Yamakawa, RM.  “White pigmented atomic layer deposition coatings on orthodontic archwires: resistance to sliding, durability, and corrosion.”  Thesis submitted in partial fulfillment of M.S. in Orthodontics, Oregon Health & Science University, December 2012


Introduction:   With the desire of patients to have orthodontic appliances that blend in with their natural dentition, advancements in archwire fabrication to improve their esthetics would be ideal.  The purpose of this study was to investigate the resistance to sliding, durability, and corrosion of stainless steel archwires coated with white pigment and atomic layer deposition (ALD). 

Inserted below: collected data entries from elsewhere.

pub mod dispatch;
pub mod types;

pub use dispatch::{check_arity, Chain, DispatchError, Registry, TraversalFn};
pub use types::{OperationSet, Value, ValueKind};
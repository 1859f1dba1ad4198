pub mod object;
pub mod value;

pub use object::OperationSet;
pub use value::{Value, ValueKind};
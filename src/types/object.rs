//! Capability trait for state values that expose their own operations.

use std::fmt;

use anyhow::Result;

use super::value::Value;

/// The native operation set of a state object.
///
/// Delegation asks `responds_to` before calling, so phase transitions are
/// decided by predicate rather than by catching a failed call. `call` is
/// only reached for names the object claimed; any error it returns is a
/// failure of the operation's own body, never a lookup miss.
pub trait OperationSet: fmt::Debug + Send + Sync {
    /// Whether this object exposes an operation with the given name.
    /// Must not fail.
    fn responds_to(&self, name: &str) -> bool;

    /// Run the named operation with positional arguments and return the
    /// next state. Only invoked after `responds_to(name)` returned true.
    fn call(&self, name: &str, args: &[Value]) -> Result<Value>;
}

Materials and Methods:   White pigmented ALD coated archwires were tested along with ALD archwires and as-received archwires.  A bracket was ligated and pulled parallel to the archwire and force measurements recorded over 5 cm to determine the resistance to sliding.  The durability of the coatings was tested by measuring the amount of mass lost following placement of three 0.75 mm second-order step bends in each wire.  The ion release from the wires soaked in an acid solution following the resistance to sliding test and from wires not exposed to sliding was determined by inductively coupled plasma mass spectroscopy analysis (ICP-MS).  Data was analyzed using ANOVA/ Tukey’s (p<0.05). 

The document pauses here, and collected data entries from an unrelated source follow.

//! The dispatch chain: a cursor that threads state through named traversals.

use std::sync::Arc;

use log::trace;

use super::error::DispatchError;
use super::registry::Registry;
use crate::types::Value;

/// Chainable cursor over a single current state value.
///
/// Each call resolves against the registry first and falls through to the
/// state value's own operations on a miss. A successful call replaces the
/// state with the operation's result and hands the chain back so the next
/// call can follow; `result` reads the raw state out:
///
/// ```ignore
/// let mut chain = Chain::with_state(&registry, start_node);
/// chain.invoke("out", &[Value::from("follows")])?
///      .invoke("unique", &[])?;
/// let reached = chain.result();
/// ```
///
/// A chain is a single-owner cursor; it keeps no history and is not meant
/// to be shared across threads.
pub struct Chain<'r> {
    registry: &'r Registry,
    state: Value,
}

impl<'r> Chain<'r> {
    /// Start a chain holding the empty sentinel state.
    pub fn new(registry: &'r Registry) -> Self {
        Self {
            registry,
            state: Value::Empty,
        }
    }

    /// Start a chain seeded with an initial state, e.g. the result of a
    /// prior traversal done outside the chain.
    pub fn with_state(registry: &'r Registry, state: impl Into<Value>) -> Self {
        Self {
            registry,
            state: state.into(),
        }
    }

    /// The current state, verbatim. Reading neither consumes nor resets it.
    pub fn result(&self) -> &Value {
        &self.state
    }

    /// Consume the chain and take the current state out.
    pub fn into_result(self) -> Value {
        self.state
    }

    /// Resolve and run one chained call.
    ///
    /// Registry phase: a registered `name` runs the traversal on the
    /// current state and keeps its return value. Delegation phase: on a
    /// registry miss the call lands on the state value's own operation set.
    /// If neither side knows the name, both misses come back as one
    /// `Unresolved` error. A failure raised inside a traversal or operation
    /// body passes through untouched. State is only replaced on success, so
    /// after any error the chain still holds its last good value and
    /// remains usable.
    pub fn invoke(&mut self, name: &str, args: &[Value]) -> Result<&mut Self, DispatchError> {
        if self.registry.has(name) {
            trace!("dispatch `{}`: registry hit", name);
            let next = self.registry.invoke(name, self.state.clone(), args)?;
            self.state = next;
            return Ok(self);
        }
        let registry_miss = DispatchError::UnknownTraversal(name.to_string());

        if let Value::Object(object) = &self.state {
            if object.responds_to(name) {
                trace!("dispatch `{}`: delegated to state object", name);
                let object = Arc::clone(object);
                let next = object.call(name, args).map_err(DispatchError::Operation)?;
                self.state = next;
                return Ok(self);
            }
        }
        let delegation_miss = DispatchError::NoSuchOperation {
            name: name.to_string(),
            kind: self.state.kind(),
        };

        trace!("dispatch `{}`: unresolved on both paths", name);
        Err(DispatchError::Unresolved {
            name: name.to_string(),
            registry: Box::new(registry_miss),
            delegation: Box::new(delegation_miss),
        })
    }
}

Results:   The white pigmented ALD coated wire that received two coats of both pigment and ALD had the highest resistance to sliding while the as-received wire had the lowest.  The white pigmented ALD two-coat wire had the greatest change in mass following placement of the step bends.  The ALD wire that was not slid had the lowest levels of chromium, manganese, iron, and nickel compared to all other wire types but was not significantly different from the as-received wire. There were significantly higher levels of aluminum detected for ALD, white pigmented ALD one-coat, and white pigmented ALD two-coat wires as compared to as-received wires.  There were significantly higher levels of manganese, iron, and nickel released for the white pigmented ALD one-coat and two-coat wires.  The white pigmented wires that were subjected to sliding had significantly higher levels of aluminum and titanium released compared to wires that were not subjected to sliding.  The white pigmented ALD two-coat wire that was slid had the highest values of released titanium, iron, nickel, and copper.

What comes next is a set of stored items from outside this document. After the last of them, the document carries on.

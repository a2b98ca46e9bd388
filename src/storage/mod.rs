// Copyright (c) 2025-2026 Adrian Robinson. Licensed under the AGPL-3.0.
// See LICENSE file in the project root for full license text.

//! Record storage seam.
//!
//! The relational store belongs to the host application. This crate only
//! needs a batch lookup by primary key (result mapping) and a full scan
//! (index rebuilds), expressed by [`traits::RecordStore`].

pub mod traits;
pub mod memory;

Conclusions:   ALD coatings increased the resistance to sliding. The data show trends towards the ALD wires having improved corrosion resistance compared to as-received wires.  The addition of the white pigment further increased the resistance to sliding and caused an increase in the ion release from the pigmented ALD layer.  The action of the bracket sliding on the archwire affected the ion release.  Following placement of the step bends the extent of the damage to the coating of white pigmented ALD wires was limited to the areas where the step plier was applied.